Tuesday, November 22, 2011

Rosalie's Suggestions

Unbroken (Biography)
by Laura Hillenbrand
473 pages

Synopsis: A biography of World War II hero Louis Zamperini. As a boy, Louis had been an incorrigible delinquent but as a teenager he channeled his defiance into running, discovering a talent that carried him to the Berlin Olympics and within sight of the four-minute mile. When WWII came, he became an airman. Shot down over the Pacific he survived thirst, starvation, and sharks on a foundering raft. Captured by the Japanese, he survived for more than two and half years in several brutal Japanese internment camps as a prisoner of war.

His story is a story of the resilience of the human mind, body, and spirit.

NOTE: Hardcover only ($13.99 from Amazon.com / $14.67 from BN.com).

The Dressmaker of Khair Khana (Non-Fiction)
by Gayle Tzemach Lemmon
288 pages

Synopsis: When her father and brother had to flee Kabul, Kamila Sidiqui had to find a way to survive under Taliban rule. With nothing but an idea and the tenacity to see it through, she started a home business with her sisters that grew to support the finances of an entire neighborhood. Without any sewing skills to begin with, she learned to sew and she and her sisters worked from their home in the Khair Khana area of Kabul. As orders for dresses and pant suits started to increase, so did demand for additional pairs of hands. Soon, word got out about the business, and women from all over the area came knocking on their door. What started out as Kamila's idea to feed her own family turned into a source of income for other women in her community.

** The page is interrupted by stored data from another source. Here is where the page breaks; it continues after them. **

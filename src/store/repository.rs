//! Repository trait seam for classification persistence.
//!
//! The classification pass writes through this trait so failure paths can be
//! exercised without a broken database.

use async_trait::async_trait;

use super::{ClassificationRecord, ClassificationStore, LegalityCounts, Result};

/// Data-access contract for classification writes and aggregates.
#[async_trait]
pub trait ClassificationRepository: Send + Sync {
    /// Inserts or overwrites one classification.
    async fn upsert(&self, record: &ClassificationRecord) -> Result<()>;

    /// Inserts or overwrites a batch atomically; returns rows written.
    async fn upsert_batch(&self, records: &[ClassificationRecord]) -> Result<u64>;

    /// Legality buckets over the upstream cards.
    async fn counts(&self) -> Result<LegalityCounts>;
}

#[async_trait]
impl ClassificationRepository for ClassificationStore {
    async fn upsert(&self, record: &ClassificationRecord) -> Result<()> {
        ClassificationStore::upsert_record(self, record).await
    }

    async fn upsert_batch(&self, records: &[ClassificationRecord]) -> Result<u64> {
        ClassificationStore::upsert_batch(self, records).await
    }

    async fn counts(&self) -> Result<LegalityCounts> {
        ClassificationStore::counts(self).await
    }
}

After the American invasion and the fall of the Taliban, Kamila set up a women's center in Kabul that offered literacy classes and vocational courses.

NOTE: Paperback release scheduled for 3/20/12.

Lost in Shangri-La (Non-Fiction)
by Mitchell Zuckoff
400 pages

Synopsis: In the final days of World War II, 24 soldiers and WACs boarded a transport plane for a sightseeing trip over a newly discovered valley deep within the jungle-covered mountains of Dutch New Guinea populated by thousands of spear-carrying tribesmen, rumored to be cannibals.
Owing to a lethal combination of foolishness and inexperience, the plane crashed, killing all aboard except two soldiers and a WAC. They faced certain death unless they left the crash site because the jungle canopy was so dense no rescue plane could see them. Wounded and in pain, the trio made a harrowing trip down the steep mountainside to a small clearing where they thought a rescue plane could see them. Their clearing turned out to be a sweet potato patch of a primitive tribe of superstitious natives who had never before seen a white person. This is a fascinating true story of one of the final first-contacts in human history.

A search plane located them and dropped food, medicines, blankets, and a walkie-talkie. Paratroopers risked their own lives to help the survivors. But with no place to land an airplane, the mountain air too thin for helicopters, and the threat of thousands of hostile Japanese soldiers hiding between the injured group and the sea, Army commanders grappled with how to rescue the survivors and the paratroopers.

NOTE: Paperback release scheduled for 5/1/12.

Sunday, November 6, 2011

Hello lovely ladies!!

We will discuss the book 'Tamar' at Kim's house on Thursday November 10th at 7:30. If for some reason you are unable to attend...those of us who will be there will be discussing you and your reason for not attending :-)
Please come and bask in the glow of book group!